Илья отталкивает меня, свешивается над тазом и больше не поворачивается, а я лежу в темноте, смотрю в потолок и думаю о том дне, когда Март убил Анну Николаевну. Если бы я слегла с простудой, он сидел бы со мной на кухне и не встретил ее. Если бы я купила билеты в кино, мы посмотрели бы фильм и пошли в парк на танцплощадку. Я должна была говорить с ним, но не говорила.

* * *

Эти домовые что-то со мной делают. Все они одинаковые: носатые бородачи с выпуклыми глазенками. Я будто уже видела их раньше. А может, не их, а разукрашенные деревянные столбы, перевязанные цветными лентами, или кормушки для птиц, или деревянные мечи с резными рукоятками и черные щиты воинов Мандоса, вот только тогда точно так же теплело в груди, пахло влажным деревом и листвой и казалось, что если долго-долго идти между деревьями, то рано или поздно обнаружишь под кустом маленького бородатого домовенка.

Отец Саввы неслышно поднимается с коленей. Он одет в черное, поэтому я не заметила его сразу. Там, где он только что сидел, на мокрой земле для работы расстелен коврик: из того же источника, где хранятся слова «дюраль» и «гровер», в мозг поступает еще одно – «пенка». На газоне прямо сейчас появляется еще один домовой, но из-за Саввиного отца я не могу подойти ближе и рассмотреть его.

Мы стоим так совсем недолго. Начинается ливень.

– Ты откуда такая? – недоумевает Маша. Ее волосы топорщатся короткими рыжими пружинками, стекла очков отражают экран ноутбука. Жалюзи в «Печатной» опущены, свет не горит, только рядом с ее столом теплится торшер, а над стойкой Саввы включена настольная лампа. Его самого нигде не видно.

– Дождь, – говорю.

– Серьезно?

Я стягиваю с нее наушники и поднимаю палец, предлагая послушать, – дождь. Дождь ведь.

– Блин, я без зонта. – Она взмахивает растянутыми рукавами свитера.

– Я тоже.

Из дверей появляется отец Саввы, с его иконописной бороды капает вода. Если он скажет, что мне нужно посетить чтения Библии, я пойду.

– Дождь. – Он скрывается в подсобке и шелестит там верхней одеждой. – Откуда он взялся?

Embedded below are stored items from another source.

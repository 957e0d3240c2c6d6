// file: src/comments/service.rs
// description: loads comment threads with reaction tallies, posts comments and reactions

use super::render::render_thread;
use super::tally::ReactionTally;
use super::thread::CommentThread;
use crate::auth::Session;
use crate::backend::PortalStore;
use crate::error::{PortalError, Result};
use crate::models::{Comment, NewComment, NewReaction, ReactionKind, ReactionTarget};
use crate::utils::Validator;
use futures::stream::{self, StreamExt};
use std::collections::{BTreeSet, HashMap};
use std::sync::Arc;
use tracing::{debug, info, warn};

const MAX_CONCURRENT_REQUESTS: usize = 8;

/// Everything needed to show one evaluation's discussion.
#[derive(Debug, Clone)]
pub struct ThreadView {
    pub evaluation_id: String,
    pub evaluation_tally: ReactionTally,
    pub thread: CommentThread,
    pub tallies: HashMap<String, ReactionTally>,
    pub authors: HashMap<String, String>,
}

impl ThreadView {
    pub fn render(&self) -> String {
        render_thread(&self.thread, &self.tallies, &self.authors)
    }
}

pub struct CommentService {
    store: Arc<dyn PortalStore>,
}

impl CommentService {
    pub fn new(store: Arc<dyn PortalStore>) -> Self {
        Self { store }
    }

    pub async fn tally(&self, target: &ReactionTarget) -> Result<ReactionTally> {
        let reactions = self.store.list_reactions(target).await?;
        Ok(ReactionTally::from_reactions(&reactions))
    }

    /// Refetches the whole comment list; per-comment tallies and author names
    /// are loaded concurrently.
    pub async fn thread(&self, evaluation_id: &str) -> Result<ThreadView> {
        let comments = self.store.list_comments(evaluation_id).await?;
        let evaluation_tally = self
            .tally(&ReactionTarget::Evaluation(evaluation_id.to_string()))
            .await?;

        let comment_ids: Vec<String> = comments.iter().map(|c| c.comment_id.clone()).collect();
        let user_ids: BTreeSet<String> = comments.iter().map(|c| c.user_id.clone()).collect();
        let thread = CommentThread::build(comments);

        let tallies = stream::iter(comment_ids.into_iter().map(|comment_id| async move {
            let tally = self
                .tally(&ReactionTarget::Comment(comment_id.clone()))
                .await;
            tally.map(|tally| (comment_id, tally))
        }))
        .buffer_unordered(MAX_CONCURRENT_REQUESTS)
        .collect::<Vec<_>>()
        .await
        .into_iter()
        .collect::<Result<HashMap<_, _>>>()?;

        let authors = stream::iter(user_ids.into_iter().map(|user_id| {
            let store = Arc::clone(&self.store);
            async move {
                match store.find_user_by_id(&user_id).await {
                    Ok(Some(user)) => Some((user_id, user.display_name().to_string())),
                    Ok(None) => None,
                    Err(e) => {
                        warn!("Could not resolve author {}: {}", user_id, e);
                        None
                    }
                }
            }
        }))
        .buffer_unordered(MAX_CONCURRENT_REQUESTS)
        .filter_map(|author| async move { author })
        .collect::<HashMap<_, _>>()
        .await;

        debug!(
            "Loaded {} comments for evaluation {}",
            thread.len(),
            evaluation_id
        );

        Ok(ThreadView {
            evaluation_id: evaluation_id.to_string(),
            evaluation_tally,
            thread,
            tallies,
            authors,
        })
    }

    async fn ensure_comment(&self, evaluation_id: &str, comment_id: &str) -> Result<()> {
        let comments = self.store.list_comments(evaluation_id).await?;
        if !comments.iter().any(|c| c.comment_id == comment_id) {
            return Err(PortalError::not_found(format!(
                "comment {} on evaluation {}",
                comment_id, evaluation_id
            )));
        }
        Ok(())
    }

    pub async fn post(
        &self,
        session: &Session,
        evaluation_id: &str,
        text: &str,
        parent_comment_id: Option<&str>,
    ) -> Result<Comment> {
        let text = text.trim();
        Validator::validate_not_blank("Comment text", text)?;

        if let Some(parent) = parent_comment_id {
            self.ensure_comment(evaluation_id, parent).await?;
        }

        let comment = self
            .store
            .insert_comment(&NewComment {
                evaluation_id: evaluation_id.to_string(),
                user_id: session.user_id.clone(),
                text: text.to_string(),
                parent_comment_id: parent_comment_id.map(str::to_string),
            })
            .await?;

        info!(
            "{} commented on evaluation {}",
            session.email, evaluation_id
        );
        Ok(comment)
    }

    /// Records a reaction on the evaluation, or on one of its comments, and
    /// returns the refreshed tally for that target.
    pub async fn react(
        &self,
        session: &Session,
        evaluation_id: &str,
        comment_id: Option<&str>,
        kind: ReactionKind,
    ) -> Result<ReactionTally> {
        let target = match comment_id {
            Some(comment_id) => {
                self.ensure_comment(evaluation_id, comment_id).await?;
                ReactionTarget::Comment(comment_id.to_string())
            }
            None => ReactionTarget::Evaluation(evaluation_id.to_string()),
        };

        self.store
            .insert_reaction(&NewReaction {
                evaluation_id: evaluation_id.to_string(),
                user_id: session.user_id.clone(),
                comment_id: comment_id.map(str::to_string),
                reaction_type: kind.emoji().to_string(),
            })
            .await?;

        debug!("{} reacted {} on {:?}", session.email, kind.name(), target);
        self.tally(&target).await
    }
}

– Хорошо бы погреться! – кричит ему Маша. Протирает очки краем свитера и заговорщически мне подмигивает. Похоже, на нее он не действует так, как на меня.

– Есть немного портвейна. Здесь все совершеннолетние?

Маша усердно кивает. Перед нами появляются три пузатые стопки: они просто огромные – я никогда еще не пила портвейн и представляю сорокаградусное адское пойло из «Праздничного», но то, что разливает отец Саввы, золотится на просвет и пахнет совсем не страшно.

– Это тауни[17], – заметив мои опасения, говорит отец Саввы. – Португальский. Пробуйте.

Португальский тауни неуместен здесь так же, как и я. Случайный гость. Тот самый, для которого в сочельник на праздничный стол ставят лишний прибор. То ли заблудившийся путник, то ли почивший член семьи. Я скорее почивший, а портвейн просто заблудился. Должен был оказаться в Вильнюсе или Праге, но вместо этого проливается в стопки студентов шараги в Красном Коммунаре. Все равно что поступить в Вышку, а учиться в профессиональном колледже номер три. Ехать в машине, которая горит. Или записывать подкаст про убийцу.

– С богом, – говорит отец Саввы.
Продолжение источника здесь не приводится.